### Problem to work on
Where a line holds the word "bool", copy it from the records.

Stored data
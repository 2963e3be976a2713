//! Core data types shared by the store, the aggregator and the output layer
//!
//! Token counts are unsigned; every total is derived from input + output.

use chrono::{DateTime, NaiveDate, Utc};
use serde::{Deserialize, Serialize};

use crate::consts::DATE_FORMAT;

/// Input/output token pair
#[derive(Debug, Default, Clone, Copy, PartialEq, Eq, Serialize, Deserialize)]
#[serde(rename_all = "camelCase")]
pub(crate) struct TokenTotals {
    pub(crate) input_tokens: u64,
    pub(crate) output_tokens: u64,
}

impl TokenTotals {
    pub(crate) fn new(input_tokens: u64, output_tokens: u64) -> Self {
        Self {
            input_tokens,
            output_tokens,
        }
    }

    pub(crate) fn add(&mut self, other: &TokenTotals) {
        self.input_tokens = self.input_tokens.saturating_add(other.input_tokens);
        self.output_tokens = self.output_tokens.saturating_add(other.output_tokens);
    }

    /// Add without saturating; `None` on overflow
    pub(crate) fn checked_add(&self, other: &TokenTotals) -> Option<TokenTotals> {
        Some(TokenTotals {
            input_tokens: self.input_tokens.checked_add(other.input_tokens)?,
            output_tokens: self.output_tokens.checked_add(other.output_tokens)?,
        })
    }

    pub(crate) fn total_tokens(&self) -> u64 {
        self.input_tokens.saturating_add(self.output_tokens)
    }
}

/// A live session as reported by the session source. Never persisted as-is.
#[derive(Debug, Clone, PartialEq, Eq)]
pub(crate) struct Session {
    pub(crate) key: String,
    pub(crate) model: String,
    pub(crate) tokens: TokenTotals,
}

/// Per-session line inside a persisted snapshot
#[derive(Debug, Clone, PartialEq, Eq, Serialize, Deserialize)]
#[serde(rename_all = "camelCase")]
pub(crate) struct SessionBreakdown {
    pub(crate) key: String,
    pub(crate) input_tokens: u64,
    pub(crate) output_tokens: u64,
    pub(crate) total_tokens: u64,
}

impl From<&Session> for SessionBreakdown {
    fn from(session: &Session) -> Self {
        SessionBreakdown {
            key: session.key.clone(),
            input_tokens: session.tokens.input_tokens,
            output_tokens: session.tokens.output_tokens,
            total_tokens: session.tokens.total_tokens(),
        }
    }
}

/// One calendar day (UTC) of aggregated usage, stored as `<date>.json`
#[derive(Debug, Clone, PartialEq, Eq, Serialize, Deserialize)]
#[serde(rename_all = "camelCase")]
pub(crate) struct DailySnapshot {
    pub(crate) timestamp: DateTime<Utc>,
    #[serde(with = "day_key")]
    pub(crate) date: NaiveDate,
    pub(crate) model: String,
    pub(crate) input_tokens: u64,
    pub(crate) output_tokens: u64,
    pub(crate) total_tokens: u64,
    #[serde(default)]
    pub(crate) sessions: Vec<SessionBreakdown>,
}

impl DailySnapshot {
    pub(crate) fn new(
        date: NaiveDate,
        timestamp: DateTime<Utc>,
        model: String,
        sessions: &[Session],
        totals: TokenTotals,
    ) -> Self {
        DailySnapshot {
            timestamp,
            date,
            model,
            input_tokens: totals.input_tokens,
            output_tokens: totals.output_tokens,
            total_tokens: totals.total_tokens(),
            sessions: sessions.iter().map(SessionBreakdown::from).collect(),
        }
    }

    pub(crate) fn totals(&self) -> TokenTotals {
        TokenTotals::new(self.input_tokens, self.output_tokens)
    }

    /// Canonical day key (`YYYY-MM-DD`)
    pub(crate) fn day_key(&self) -> String {
        self.date.format(DATE_FORMAT).to_string()
    }

    /// Structural checks beyond what deserialization enforces
    pub(crate) fn check_consistency(&self) -> Result<(), String> {
        match self.input_tokens.checked_add(self.output_tokens) {
            Some(sum) if sum == self.total_tokens => {}
            _ => {
                return Err(format!(
                    "totalTokens {} != inputTokens {} + outputTokens {}",
                    self.total_tokens, self.input_tokens, self.output_tokens
                ));
            }
        }
        for session in &self.sessions {
            if session.input_tokens.checked_add(session.output_tokens)
                != Some(session.total_tokens)
            {
                return Err(format!(
                    "session \"{}\" totalTokens does not match its input + output",
                    session.key
                ));
            }
        }
        Ok(())
    }

    /// Same content apart from the capture timestamp
    pub(crate) fn same_content(&self, other: &DailySnapshot) -> bool {
        self.date == other.date
            && self.model == other.model
            && self.input_tokens == other.input_tokens
            && self.output_tokens == other.output_tokens
            && self.total_tokens == other.total_tokens
            && self.sessions == other.sessions
    }
}

/// Serde adapter enforcing the fixed-width `YYYY-MM-DD` day key
mod day_key {
    use chrono::NaiveDate;
    use serde::{Deserialize, Deserializer, Serializer};

    use crate::consts::DATE_FORMAT;
    use crate::utils::parse_day_key;

    pub(super) fn serialize<S: Serializer>(date: &NaiveDate, s: S) -> Result<S::Ok, S::Error> {
        s.serialize_str(&date.format(DATE_FORMAT).to_string())
    }

    pub(super) fn deserialize<'de, D: Deserializer<'de>>(d: D) -> Result<NaiveDate, D::Error> {
        let raw = String::deserialize(d)?;
        parse_day_key(&raw)
            .ok_or_else(|| serde::de::Error::custom(format!("invalid day key \"{raw}\"")))
    }
}

/// Rollup window
#[derive(Debug, Clone, Copy, PartialEq, Eq, Serialize)]
#[serde(rename_all = "lowercase")]
pub(crate) enum Period {
    Today,
    Week,
    Month,
}

impl Period {
    pub(crate) fn label(self) -> &'static str {
        match self {
            Period::Today => "Today",
            Period::Week => "Week",
            Period::Month => "Month",
        }
    }
}

/// Derived usage over a date window, never persisted
#[derive(Debug, Clone, Serialize)]
#[serde(rename_all = "camelCase")]
pub(crate) struct RollupResult {
    pub(crate) period: Period,
    #[serde(with = "day_key")]
    pub(crate) start_date: NaiveDate,
    #[serde(with = "day_key")]
    pub(crate) end_date: NaiveDate,
    pub(crate) input_tokens: u64,
    pub(crate) output_tokens: u64,
    pub(crate) total_tokens: u64,
    pub(crate) cost: f64,
}

impl RollupResult {
    pub(crate) fn new(
        period: Period,
        start_date: NaiveDate,
        end_date: NaiveDate,
        totals: TokenTotals,
        cost: f64,
    ) -> Self {
        RollupResult {
            period,
            start_date,
            end_date,
            input_tokens: totals.input_tokens,
            output_tokens: totals.output_tokens,
            total_tokens: totals.total_tokens(),
            cost,
        }
    }
}

/// Non-fatal problem with one stored day; the day is left out of sums
#[derive(Debug, Clone, PartialEq, Eq, Serialize)]
pub(crate) struct SnapshotWarning {
    pub(crate) file: String,
    pub(crate) reason: String,
}

impl std::fmt::Display for SnapshotWarning {
    fn fmt(&self, f: &mut std::fmt::Formatter<'_>) -> std::fmt::Result {
        write!(f, "skipping corrupt snapshot {}: {}", self.file, self.reason)
    }
}

/// Full result of `report()`, handed to the output layer
#[derive(Debug, Clone, Serialize)]
#[serde(rename_all = "camelCase")]
pub(crate) struct Report {
    pub(crate) model: String,
    pub(crate) display_name: String,
    pub(crate) today: RollupResult,
    pub(crate) week: RollupResult,
    pub(crate) month: RollupResult,
    pub(crate) warnings: Vec<SnapshotWarning>,
}

impl Report {
    pub(crate) fn rollups(&self) -> [&RollupResult; 3] {
        [&self.today, &self.week, &self.month]
    }
}

/// One stored day as listed by `history`
#[derive(Debug, Clone, Serialize)]
#[serde(rename_all = "camelCase")]
pub(crate) struct HistoryDay {
    #[serde(with = "day_key")]
    pub(crate) date: NaiveDate,
    pub(crate) model: String,
    pub(crate) input_tokens: u64,
    pub(crate) output_tokens: u64,
    pub(crate) total_tokens: u64,
    pub(crate) sessions: usize,
    /// `None` when the day's model is no longer in the pricing table
    pub(crate) cost: Option<f64>,
}

/// Inclusive date range for history queries
#[derive(Debug, Clone, Copy)]
pub(crate) struct DateFilter {
    pub(crate) since: NaiveDate,
    pub(crate) until: NaiveDate,
}

impl DateFilter {
    pub(crate) fn new(since: NaiveDate, until: NaiveDate) -> Self {
        Self { since, until }
    }

    pub(crate) fn contains(&self, date: NaiveDate) -> bool {
        self.since <= date && date <= self.until
    }
}

#[cfg(test)]
mod tests {
    use super::*;

    fn d(y: i32, m: u32, day: u32) -> NaiveDate {
        NaiveDate::from_ymd_opt(y, m, day).unwrap()
    }

    fn session(key: &str, input: u64, output: u64) -> Session {
        Session {
            key: key.to_string(),
            model: "claude-sonnet-4-5".to_string(),
            tokens: TokenTotals::new(input, output),
        }
    }

    #[test]
    fn totals_default_all_zero() {
        let t = TokenTotals::default();
        assert_eq!(t.input_tokens, 0);
        assert_eq!(t.output_tokens, 0);
        assert_eq!(t.total_tokens(), 0);
    }

    #[test]
    fn totals_add_accumulates() {
        let mut t = TokenTotals::new(100, 50);
        t.add(&TokenTotals::new(10, 5));
        assert_eq!(t, TokenTotals::new(110, 55));
        assert_eq!(t.total_tokens(), 165);
    }

    #[test]
    fn totals_checked_add_detects_overflow() {
        let t = TokenTotals::new(u64::MAX, 0);
        assert!(t.checked_add(&TokenTotals::new(1, 0)).is_none());
        assert_eq!(
            TokenTotals::new(1, 2).checked_add(&TokenTotals::new(3, 4)),
            Some(TokenTotals::new(4, 6))
        );
    }

    #[test]
    fn snapshot_new_sets_total_and_breakdown() {
        let sessions = vec![session("a", 1000, 500), session("b", 10, 5)];
        let snap = DailySnapshot::new(
            d(2026, 2, 2),
            Utc::now(),
            "claude-sonnet-4-5".to_string(),
            &sessions,
            TokenTotals::new(1010, 505),
        );
        assert_eq!(snap.total_tokens, 1515);
        assert_eq!(snap.sessions.len(), 2);
        assert_eq!(snap.sessions[0].total_tokens, 1500);
        assert_eq!(snap.day_key(), "2026-02-02");
        assert!(snap.check_consistency().is_ok());
    }

    #[test]
    fn snapshot_json_uses_camel_case_and_day_key() {
        let snap = DailySnapshot::new(
            d(2026, 2, 1),
            "2026-02-01T23:00:00Z".parse().unwrap(),
            "claude-sonnet-4-5".to_string(),
            &[session("a", 100, 50)],
            TokenTotals::new(100, 50),
        );
        let json: serde_json::Value = serde_json::to_value(&snap).unwrap();
        assert_eq!(json["date"], "2026-02-01");
        assert_eq!(json["inputTokens"], 100);
        assert_eq!(json["outputTokens"], 50);
        assert_eq!(json["totalTokens"], 150);
        assert_eq!(json["sessions"][0]["key"], "a");
        assert_eq!(json["sessions"][0]["totalTokens"], 150);
    }

    #[test]
    fn snapshot_rejects_unpadded_date() {
        let raw = r#"{"timestamp":"2026-02-01T00:00:00Z","date":"2026-2-1","model":"m",
            "inputTokens":1,"outputTokens":1,"totalTokens":2,"sessions":[]}"#;
        assert!(serde_json::from_str::<DailySnapshot>(raw).is_err());
    }

    #[test]
    fn snapshot_rejects_negative_tokens() {
        let raw = r#"{"timestamp":"2026-02-01T00:00:00Z","date":"2026-02-01","model":"m",
            "inputTokens":-1,"outputTokens":1,"totalTokens":0,"sessions":[]}"#;
        assert!(serde_json::from_str::<DailySnapshot>(raw).is_err());
    }

    #[test]
    fn consistency_flags_wrong_total() {
        let mut snap = DailySnapshot::new(
            d(2026, 2, 1),
            Utc::now(),
            "m".to_string(),
            &[],
            TokenTotals::new(1, 1),
        );
        snap.total_tokens = 3;
        assert!(snap.check_consistency().is_err());
    }

    #[test]
    fn same_content_ignores_timestamp() {
        let sessions = [session("a", 1, 2)];
        let a = DailySnapshot::new(
            d(2026, 2, 1),
            "2026-02-01T01:00:00Z".parse().unwrap(),
            "m".to_string(),
            &sessions,
            TokenTotals::new(1, 2),
        );
        let mut b = a.clone();
        b.timestamp = "2026-02-01T02:00:00Z".parse().unwrap();
        assert!(a.same_content(&b));
        b.input_tokens = 9;
        assert!(!a.same_content(&b));
    }

    #[test]
    fn rollup_total_is_input_plus_output() {
        let r = RollupResult::new(
            Period::Week,
            d(2026, 2, 1),
            d(2026, 2, 2),
            TokenTotals::new(310, 155),
            0.0,
        );
        assert_eq!(r.total_tokens, 465);
        let json = serde_json::to_value(&r).unwrap();
        assert_eq!(json["period"], "week");
        assert_eq!(json["startDate"], "2026-02-01");
    }

    #[test]
    fn date_filter_inclusive_bounds() {
        let f = DateFilter::new(d(2026, 2, 1), d(2026, 2, 3));
        assert!(f.contains(d(2026, 2, 1)));
        assert!(f.contains(d(2026, 2, 3)));
        assert!(!f.contains(d(2026, 1, 31)));
        assert!(!f.contains(d(2026, 2, 4)));
    }
}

### Written answer
    pub(crate) fn same_content(&self, other: &DailySnapshot) -> bool {
    pub(crate) fn contains(&self, date: NaiveDate) -> bool {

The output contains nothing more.